4Division of Nephrology, Department of Medicine, Fu Jen Catholic University Hospital, New Taipei City, Taiwan

Correspondence to:

Chia-Chao Wu, email: [email protected]

Keywords: tumor necrosis factor; membranous nephropathy; etanercept; preligand assembly domain; immunomodulation

Received: July 25, 2017     Accepted: November 23, 2017     Published: December 04, 2017


Idiopathic membranous nephropathy (MN) is an autoimmune-mediated glomerulonephritis and the most common cause of idiopathic nephrotic syndrome in adult humans. A tumor necrosis factor α (TNF-α)-mediated inflammatory response via TNF receptor 1 (TNFR1) and TNFR2 has been proposed as a pathogenic factor. In this study, we assessed the therapeutic response to blocking TNF signaling in experimental MN. Murine MN was induced experimentally by cationic bovine serum albumin (cBSA); phosphate-buffered saline was used in control mice. In MN mice, TNF was inhibited by etanercept blocking of TNFR1/TNFR2 or the preligand assembly domain fusion protein (PLAD.Fc), a small fusion protein that can preferentially block TNFR1 signaling. Disease severity and possible mechanisms were assessed by analyzing the metabolic and histopathology profiles, lymphocyte subsets, immunoglobulin production, oxidative stress, and apoptosis. cBSA-induced MN mice exhibited typical nephrotic syndrome and renal histopathology. MN mice given etanercept or PLAD.Fc did not exhibit significant reduction of proteinuria, amelioration of glomerular lesions, or attenuation of immune complex deposition.
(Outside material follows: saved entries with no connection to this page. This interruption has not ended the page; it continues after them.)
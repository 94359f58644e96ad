//! Shared types, error model, and configuration for TweetRAG.
//!
//! This crate is the foundation depended on by all other TweetRAG crates.
//! It provides:
//! - [`TweetRagError`], the unified error type
//! - Domain types ([`Tweet`], [`SearchHit`], [`CollectionInfo`], [`RunId`])
//! - Configuration ([`AppConfig`], [`ModelConfig`], config loading)

pub mod config;
pub mod error;
pub mod types;

// Re-export public API at crate root for ergonomic imports.
pub use config::{
    AppConfig, CONTEXT_PLACEHOLDER, DefaultsConfig, ModelConfig, OllamaConfig, PromptConfig,
    QUESTION_PLACEHOLDER, apply_env_overrides, config_dir, config_file_path, expand_home,
    init_config, load_config, load_config_from, parse_base_url, validate_config,
    validate_template,
};
pub use error::{Result, TweetRagError};
pub use types::{CollectionInfo, IngestRun, MARKDOWN_FORMAT, RunId, SearchHit, Tweet, preview};
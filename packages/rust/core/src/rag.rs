//! Retrieval-augmented answering over a tweet collection.
//!
//! A question is embedded, the closest tweets are pulled from the vector
//! store, and their text is spliced into a prompt for the generation model.

use tracing::{debug, info, instrument};

use tweetrag_shared::{
    CONTEXT_PLACEHOLDER, QUESTION_PLACEHOLDER, Result, SearchHit, TweetRagError,
    validate_template,
};
use tweetrag_storage::Storage;

use crate::models::{Embedder, Generator};

/// Prompt used when no custom template is configured.
pub const DEFAULT_TEMPLATE: &str = "Based on the following tweets:\n\n{context}\n\nPlease respond to this question: {question}\n\nUse the information from the tweets to provide a relevant and helpful response.";

/// Default number of tweets retrieved per question.
pub const DEFAULT_CONTEXT_TWEETS: usize = 3;

// ---------------------------------------------------------------------------
// Prompt template
// ---------------------------------------------------------------------------

/// A prompt with `{context}` and `{question}` placeholders.
#[derive(Debug, Clone, PartialEq)]
pub struct PromptTemplate {
    template: String,
}

impl PromptTemplate {
    /// Build a template, checking both placeholders are present.
    pub fn new(template: impl Into<String>) -> Result<Self> {
        let template = template.into();
        validate_template(&template)?;
        Ok(Self { template })
    }

    /// The configured template, or the default when `None`.
    pub fn from_config(template: Option<&str>) -> Result<Self> {
        match template {
            Some(t) => Self::new(t),
            None => Ok(Self::default()),
        }
    }

    /// Fill in the placeholders.
    pub fn render(&self, context: &str, question: &str) -> String {
        // Question last so a literal "{context}" typed by the user stays as-is.
        self.template
            .replace(CONTEXT_PLACEHOLDER, context)
            .replace(QUESTION_PLACEHOLDER, question)
    }

    pub fn as_str(&self) -> &str {
        &self.template
    }
}

impl Default for PromptTemplate {
    fn default() -> Self {
        Self {
            template: DEFAULT_TEMPLATE.to_string(),
        }
    }
}

// ---------------------------------------------------------------------------
// Requests & results
// ---------------------------------------------------------------------------

/// Tweets retrieved for a query.
#[derive(Debug, Clone)]
pub struct SearchResults {
    pub query: String,
    /// Closest first.
    pub hits: Vec<SearchHit>,
}

/// A question to answer against a collection.
#[derive(Debug, Clone)]
pub struct RagRequest {
    pub collection: String,
    pub question: String,
    /// Number of tweets to retrieve as context.
    pub n_results: usize,
    pub template: PromptTemplate,
}

impl RagRequest {
    /// A request with the default template and context size.
    pub fn new(collection: impl Into<String>, question: impl Into<String>) -> Self {
        Self {
            collection: collection.into(),
            question: question.into(),
            n_results: DEFAULT_CONTEXT_TWEETS,
            template: PromptTemplate::default(),
        }
    }
}

/// A generated answer with the tweets it was grounded on.
#[derive(Debug, Clone)]
pub struct RagAnswer {
    pub question: String,
    pub answer: String,
    pub hits: Vec<SearchHit>,
    /// Generation model that produced the answer.
    pub model: String,
}

// ---------------------------------------------------------------------------
// Operations
// ---------------------------------------------------------------------------

/// Retrieve the `n` stored tweets closest to `query`.
#[instrument(skip_all, fields(collection = %collection, n = n))]
pub async fn search_similar<E: Embedder>(
    embedder: &E,
    storage: &Storage,
    collection: &str,
    query: &str,
    n: usize,
) -> Result<SearchResults> {
    let query = query.trim();
    if query.is_empty() {
        return Err(TweetRagError::validation("query must not be empty"));
    }
    if n == 0 {
        return Err(TweetRagError::validation("number of results must be at least 1"));
    }

    // A collection only answers queries embedded by its own model
    if let Some(info) = storage.get_collection(collection).await? {
        if info.embedding_model != embedder.model_name() {
            return Err(TweetRagError::model_mismatch(
                collection,
                &info.embedding_model,
                embedder.model_name(),
            ));
        }
    }

    let vector = embedder.embed(query).await?;
    let hits = storage.query_similar(collection, &vector, n).await?;

    debug!(hits = hits.len(), "retrieved similar tweets");
    Ok(SearchResults {
        query: query.to_string(),
        hits,
    })
}

/// One `- <text>` line per hit.
pub fn build_context(hits: &[SearchHit]) -> String {
    hits.iter()
        .map(|hit| format!("- {}", hit.tweet.content))
        .collect::<Vec<_>>()
        .join("\n")
}

/// Answer a question from the collection's most relevant tweets.
///
/// With no matching tweets the model is still asked, with an empty context.
#[instrument(skip_all, fields(collection = %request.collection, n = request.n_results))]
pub async fn answer<E: Embedder, G: Generator>(
    embedder: &E,
    generator: &G,
    storage: &Storage,
    request: &RagRequest,
) -> Result<RagAnswer> {
    let question = request.question.trim();
    if question.is_empty() {
        return Err(TweetRagError::validation("question must not be empty"));
    }

    let results = search_similar(
        embedder,
        storage,
        &request.collection,
        question,
        request.n_results,
    )
    .await?;

    let context = build_context(&results.hits);
    let prompt = request.template.render(&context, question);
    debug!(prompt_len = prompt.len(), "prompt rendered");

    let answer = generator.generate(&prompt).await?;
    info!(
        hits = results.hits.len(),
        model = generator.model_name(),
        "answer generated"
    );

    Ok(RagAnswer {
        question: question.to_string(),
        answer,
        hits: results.hits,
        model: generator.model_name().to_string(),
    })
}

#[cfg(test)]
mod tests {
    use super::*;
    use crate::ingest::{SilentProgress, embed_tweets};
    use crate::models::testing::{HashEmbedder, RecordingGenerator};
    use tweetrag_shared::{MARKDOWN_FORMAT, Tweet};
    use uuid::Uuid;

    fn tweet(id: &str, content: &str) -> Tweet {
        Tweet {
            tweet_id: id.into(),
            content: content.into(),
            timestamp: None,
            posted_at: None,
            url: None,
            author: None,
            source_file: "tweets.md".into(),
            format: MARKDOWN_FORMAT.into(),
        }
    }

    fn hit(content: &str) -> SearchHit {
        SearchHit {
            tweet: tweet("1", content),
            distance: 0.1,
        }
    }

    async fn seeded_storage(embedder: &HashEmbedder) -> Storage {
        let tmp = std::env::temp_dir().join(format!("tweetrag_rag_{}.db", Uuid::now_v7()));
        let storage = Storage::open(&tmp).await.expect("open test db");
        let tweets = vec![
            tweet("1", "Just set up my first Rails app on a VPS"),
            tweet("2", "Listening to Radiohead on repeat"),
            tweet("3", "Rails migrations are confusing today"),
            tweet("4", "Coffee then more coffee"),
        ];
        embed_tweets(embedder, &storage, "tweets", tweets, &SilentProgress)
            .await
            .expect("seed");
        storage
    }

    #[test]
    fn build_context_bullets() {
        let hits = vec![hit("first tweet"), hit("second tweet")];
        assert_eq!(build_context(&hits), "- first tweet\n- second tweet");
        assert_eq!(build_context(&[]), "");
    }

    #[test]
    fn default_template_renders() {
        let prompt = PromptTemplate::default().render("- a tweet", "What happened?");
        assert_eq!(
            prompt,
            "Based on the following tweets:\n\n- a tweet\n\nPlease respond to this question: What happened?\n\nUse the information from the tweets to provide a relevant and helpful response."
        );
    }

    #[test]
    fn custom_template_requires_placeholders() {
        assert!(PromptTemplate::new("Q: {question}").is_err());
        assert!(PromptTemplate::new("{context}").is_err());

        let template = PromptTemplate::from_config(Some("C={context} Q={question}")).unwrap();
        assert_eq!(template.render("ctx", "why?"), "C=ctx Q=why?");
        assert_eq!(PromptTemplate::from_config(None).unwrap(), PromptTemplate::default());
    }

    #[tokio::test]
    async fn search_similar_ranks_related_tweets_first() {
        let embedder = HashEmbedder::new(64);
        let storage = seeded_storage(&embedder).await;

        let results = search_similar(&embedder, &storage, "tweets", "Rails app", 2)
            .await
            .unwrap();
        assert_eq!(results.hits.len(), 2);
        assert!(results.hits.iter().all(|h| h.tweet.content.contains("Rails")));
    }

    #[tokio::test]
    async fn search_similar_rejects_zero_and_empty() {
        let embedder = HashEmbedder::new(8);
        let storage = seeded_storage(&embedder).await;

        let err = search_similar(&embedder, &storage, "tweets", "rails", 0)
            .await
            .unwrap_err();
        assert!(matches!(err, TweetRagError::Validation { .. }));

        let err = search_similar(&embedder, &storage, "tweets", "   ", 3)
            .await
            .unwrap_err();
        assert!(matches!(err, TweetRagError::Validation { .. }));
    }

    #[tokio::test]
    async fn search_with_other_embedding_model_is_rejected() {
        let embedder = HashEmbedder::new(8);
        let storage = seeded_storage(&embedder).await;

        // Same vector size, different model
        let other = HashEmbedder::named(8, "nomic-embed-text");
        let err = search_similar(&other, &storage, "tweets", "Rails app", 1)
            .await
            .unwrap_err();
        assert!(matches!(err, TweetRagError::Validation { .. }));
        let msg = err.to_string();
        assert!(msg.contains("'hash-embedder'"));
        assert!(msg.contains("tweetrag reset"));

        let generator = RecordingGenerator::new("unused");
        let request = RagRequest::new("tweets", "What about Rails?");
        assert!(answer(&other, &generator, &storage, &request).await.is_err());
        assert!(generator.last_prompt().is_none());
    }

    #[tokio::test]
    async fn answer_grounds_prompt_in_retrieved_tweets() {
        let embedder = HashEmbedder::new(64);
        let generator = RecordingGenerator::new("You were building Rails apps.");
        let storage = seeded_storage(&embedder).await;

        let mut request = RagRequest::new("tweets", "  What was I doing with Rails?  ");
        request.n_results = 2;

        let answer = answer(&embedder, &generator, &storage, &request)
            .await
            .unwrap();
        assert_eq!(answer.answer, "You were building Rails apps.");
        assert_eq!(answer.question, "What was I doing with Rails?");
        assert_eq!(answer.hits.len(), 2);
        assert_eq!(answer.model, "recording-generator");

        let prompt = generator.last_prompt().unwrap();
        assert!(prompt.contains("- Just set up my first Rails app on a VPS"));
        assert!(prompt.contains("Please respond to this question: What was I doing with Rails?"));
    }

    #[tokio::test]
    async fn answer_with_empty_collection_still_generates() {
        let embedder = HashEmbedder::new(8);
        let generator = RecordingGenerator::new("I have no tweets to go on.");
        let tmp = std::env::temp_dir().join(format!("tweetrag_rag_{}.db", Uuid::now_v7()));
        let storage = Storage::open(&tmp).await.unwrap();

        let request = RagRequest::new("tweets", "Anything?");
        let answer = answer(&embedder, &generator, &storage, &request)
            .await
            .unwrap();
        assert!(answer.hits.is_empty());
        assert!(generator
            .last_prompt()
            .unwrap()
            .starts_with("Based on the following tweets:\n\n\n\nPlease respond"));
    }

    #[tokio::test]
    async fn answer_rejects_empty_question() {
        let embedder = HashEmbedder::new(8);
        let generator = RecordingGenerator::new("unused");
        let storage = seeded_storage(&embedder).await;

        let err = answer(&embedder, &generator, &storage, &RagRequest::new("tweets", " "))
            .await
            .unwrap_err();
        assert!(matches!(err, TweetRagError::Validation { .. }));
        assert!(generator.last_prompt().is_none());
    }
}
Immune cell subsets, serum immunoglobulin levels, production of reactive oxygen species, and cell apoptosis in the kidney were not altered by TNF inhibition. By contrast, MN mice receiving etanercept or PLAD.Fc exhibited significantly decreased infiltration of immune cells into the kidney. These results show that the therapeutic effects of blocking TNFR1 and/or TNFR2 signaling in experimental MN are not clinically effective. However, TNF signaling inhibition significantly attenuated renal immune cell infiltration in experimental MN.